Stored data entries
===============
use std::path::Path;

use rusqlite::Connection;

use super::DatabaseError;

/// Open a SQLite connection to the given path and run migrations
pub fn open_database(path: &Path) -> Result<Connection, DatabaseError> {
    let conn = Connection::open(path)?;
    configure_pragmas(&conn)?;
    run_migrations(&conn)?;
    Ok(conn)
}

/// Open an in-memory database (for testing)
pub fn open_memory_database() -> Result<Connection, DatabaseError> {
    let conn = Connection::open_in_memory()?;
    configure_pragmas(&conn)?;
    run_migrations(&conn)?;
    Ok(conn)
}

fn configure_pragmas(conn: &Connection) -> Result<(), DatabaseError> {
    conn.execute_batch(
        "PRAGMA journal_mode=DELETE;
         PRAGMA foreign_keys=ON;",
    )?;
    Ok(())
}

/// Run all pending migrations
pub fn run_migrations(conn: &Connection) -> Result<(), DatabaseError> {
    let current_version = get_current_version(conn);

    let migrations: Vec<(i64, &str)> = vec![(
        1,
        include_str!("../../resources/migrations/001_initial.sql"),
    )];

    for (version, sql) in migrations {
        if version > current_version {
            tracing::info!("Running migration v{version}");
            conn.execute_batch(sql)
                .map_err(|e| DatabaseError::MigrationFailed {
                    version,
                    reason: e.to_string(),
                })?;
        }
    }

    Ok(())
}

/// Get the current schema version (0 if no schema exists yet)
fn get_current_version(conn: &Connection) -> i64 {
    conn.query_row("SELECT MAX(version) FROM schema_version", [], |row| {
        row.get::<_, i64>(0)
    })
    .unwrap_or(0)
}

/// Count tables in the database (for verification)
pub fn count_tables(conn: &Connection) -> Result<i64, DatabaseError> {
    let count = conn.query_row(
        "SELECT COUNT(*) FROM sqlite_master WHERE type='table' AND name NOT LIKE 'sqlite_%'",
        [],
        |row| row.get::<_, i64>(0),
    )?;
    Ok(count)
}

#[cfg(test)]
mod tests {
    use super::*;

    #[test]
    fn database_initializes_all_tables() {
        let conn = open_memory_database().unwrap();
        // documents + extractions + field_evidences + line_items + schema_version
        let count = count_tables(&conn).unwrap();
        assert_eq!(count, 5, "Expected 5 tables, got {count}");
    }

    #[test]
    fn schema_version_is_current() {
        let conn = open_memory_database().unwrap();
        let version: i64 = conn
            .query_row("SELECT MAX(version) FROM schema_version", [], |row| {
                row.get(0)
            })
            .unwrap();
        assert_eq!(version, 1);
    }

    #[test]
    fn migration_idempotent() {
        let conn = open_memory_database().unwrap();
        // Run migrations again — should not error
        let result = run_migrations(&conn);
        assert!(result.is_ok());
    }

    #[test]
    fn foreign_keys_enabled() {
        let conn = open_memory_database().unwrap();
        let fk: i64 = conn
            .query_row("PRAGMA foreign_keys", [], |row| row.get(0))
            .unwrap();
        assert_eq!(fk, 1);
    }
}
pub mod repository;
pub mod sqlite;

pub use repository::*;
pub use sqlite::*;

use thiserror::Error;

#[derive(Error, Debug)]
pub enum DatabaseError {
    #[error("SQLite error: {0}")]
    Sqlite(#[from] rusqlite::Error),

    #[error("Entity not found: {entity_type} with id {id}")]
    NotFound { entity_type: String, id: String },

    #[error("Invalid enum value for {field}: {value}")]
    InvalidEnum { field: String, value: String },

    #[error("Migration failed at version {version}: {reason}")]
    MigrationFailed { version: i64, reason: String },

    #[error("Payload serialization error: {0}")]
    Serialization(String),

    #[error("Constraint violated: {0}")]
    ConstraintViolation(String),
}
pub mod config;
pub mod db;
pub mod intake;
pub mod models;
pub mod pipeline;
pub mod review;

use tracing_subscriber::EnvFilter;

/// Initialize tracing for embedding binaries. Reads `RUST_LOG` when set,
/// defaulting to info-level output for this crate. Safe to call more than
/// once — later calls are no-ops.
pub fn init_tracing() {
    let _ = tracing_subscriber::fmt()
        .with_env_filter(
            EnvFilter::try_from_default_env().unwrap_or_else(|_| EnvFilter::new("claimlens=info")),
        )
        .try_init();
}
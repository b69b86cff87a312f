pub mod document;
pub mod enums;
pub mod extraction;

pub use document::*;
pub use enums::*;
pub use extraction::*;
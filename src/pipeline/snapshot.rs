//! Latest-state JSON snapshots on the file system.
//!
//! Each pipeline run writes one OCR snapshot and one extraction snapshot per
//! document id, overwriting the previous run's files — only the latest run is
//! retained on disk even though the database keeps full version history.

use std::path::{Path, PathBuf};

use serde::Serialize;
use uuid::Uuid;

/// Write `{dir}/{document_id}.json`, creating the directory when needed.
pub fn write_snapshot<T: Serialize>(
    dir: &Path,
    document_id: &Uuid,
    payload: &T,
) -> Result<PathBuf, std::io::Error> {
    std::fs::create_dir_all(dir)?;
    let path = snapshot_path(dir, document_id);
    let json = serde_json::to_string_pretty(payload)?;
    std::fs::write(&path, json)?;
    Ok(path)
}

pub fn snapshot_path(dir: &Path, document_id: &Uuid) -> PathBuf {
    dir.join(format!("{document_id}.json"))
}
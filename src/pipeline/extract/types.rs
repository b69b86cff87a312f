use std::collections::BTreeMap;

use serde::{Deserialize, Serialize};

use crate::models::enums::DocumentKind;
use crate::pipeline::ocr::BoundingBox;

/// A quote tying an extracted value back to the source document, with the
/// matched word's position when one could be anchored.
#[derive(Debug, Clone, PartialEq, Serialize, Deserialize)]
pub struct SourceEvidence {
    pub quote: Option<String>,
    pub bbox: Option<BoundingBox>,
    pub page_number: Option<u32>,
}

impl SourceEvidence {
    pub fn quote_only(quote: &str) -> Self {
        Self {
            quote: Some(quote.to_string()),
            bbox: None,
            page_number: None,
        }
    }
}

/// Extracted field values are either free text or a parsed number.
#[derive(Debug, Clone, PartialEq, Serialize, Deserialize)]
#[serde(untagged)]
pub enum FieldValue {
    Number(f64),
    Text(String),
}

impl FieldValue {
    /// Absent-equivalent: an empty string carries no value.
    pub fn is_empty(&self) -> bool {
        matches!(self, FieldValue::Text(s) if s.is_empty())
    }
}

/// One extracted field with its confidence and supporting evidence.
#[derive(Debug, Clone, PartialEq, Serialize, Deserialize)]
pub struct ExtractedField {
    pub value: Option<FieldValue>,
    pub confidence: f32,
    #[serde(default)]
    pub evidence: Vec<SourceEvidence>,
}

impl ExtractedField {
    /// The back-fill placeholder for a required field no strategy resolved.
    pub fn unresolved() -> Self {
        Self {
            value: None,
            confidence: 0.0,
            evidence: vec![],
        }
    }

    pub fn has_value(&self) -> bool {
        self.value.as_ref().is_some_and(|v| !v.is_empty())
    }
}

/// One extracted billing line item.
#[derive(Debug, Clone, PartialEq, Serialize, Deserialize)]
pub struct LineItemExtraction {
    pub service: Option<String>,
    pub code: Option<String>,
    pub amount: Option<f64>,
    pub confidence: f32,
    #[serde(default)]
    pub evidence: Vec<SourceEvidence>,
}

/// The unit that gets persisted: one strategy's full output for a document.
#[derive(Debug, Clone, Serialize, Deserialize)]
pub struct ExtractionResult {
    pub document_type: DocumentKind,
    pub fields: BTreeMap<String, ExtractedField>,
    pub line_items: Vec<LineItemExtraction>,
    /// Raw strategy output retained for audit.
    pub raw_response: serde_json::Value,
}

/// One of the two interchangeable extraction strategies. Selected once per
/// pipeline run from credential presence, never per field.
pub trait ExtractionStrategy {
    fn extract(&self, ocr: &crate::pipeline::ocr::OcrResult)
        -> Result<ExtractionResult, super::ExtractError>;
}

#[cfg(test)]
mod tests {
    use super::*;

    #[test]
    fn field_value_serializes_untagged() {
        let text = serde_json::to_string(&FieldValue::Text("CLM-1".into())).unwrap();
        assert_eq!(text, "\"CLM-1\"");
        let number = serde_json::to_string(&FieldValue::Number(1200.0)).unwrap();
        assert_eq!(number, "1200.0");
    }

    #[test]
    fn field_value_deserializes_by_json_type() {
        let text: FieldValue = serde_json::from_str("\"abc\"").unwrap();
        assert_eq!(text, FieldValue::Text("abc".into()));
        let number: FieldValue = serde_json::from_str("42.5").unwrap();
        assert_eq!(number, FieldValue::Number(42.5));
    }

    #[test]
    fn empty_text_counts_as_no_value() {
        let field = ExtractedField {
            value: Some(FieldValue::Text(String::new())),
            confidence: 0.9,
            evidence: vec![],
        };
        assert!(!field.has_value());
        assert!(!ExtractedField::unresolved().has_value());

        let number = ExtractedField {
            value: Some(FieldValue::Number(0.0)),
            confidence: 0.9,
            evidence: vec![],
        };
        assert!(number.has_value());
    }

    #[test]
    fn extraction_result_round_trips_through_json() {
        let mut fields = BTreeMap::new();
        fields.insert(
            "total_amount".to_string(),
            ExtractedField {
                value: Some(FieldValue::Number(1200.0)),
                confidence: 0.55,
                evidence: vec![SourceEvidence::quote_only("Total Amount: $1200.00")],
            },
        );
        let result = ExtractionResult {
            document_type: DocumentKind::InsuranceClaim,
            fields,
            line_items: vec![],
            raw_response: serde_json::json!({"mode": "fallback"}),
        };

        let json = serde_json::to_string(&result).unwrap();
        let back: ExtractionResult = serde_json::from_str(&json).unwrap();
        assert_eq!(back.document_type, DocumentKind::InsuranceClaim);
        assert_eq!(
            back.fields["total_amount"].value,
            Some(FieldValue::Number(1200.0))
        );
    }
}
===============
WHAT TO WORK ON |
Among the entries above, how many lines include "enums"? State the number and nothing else.

SOLUTION BELOW |
3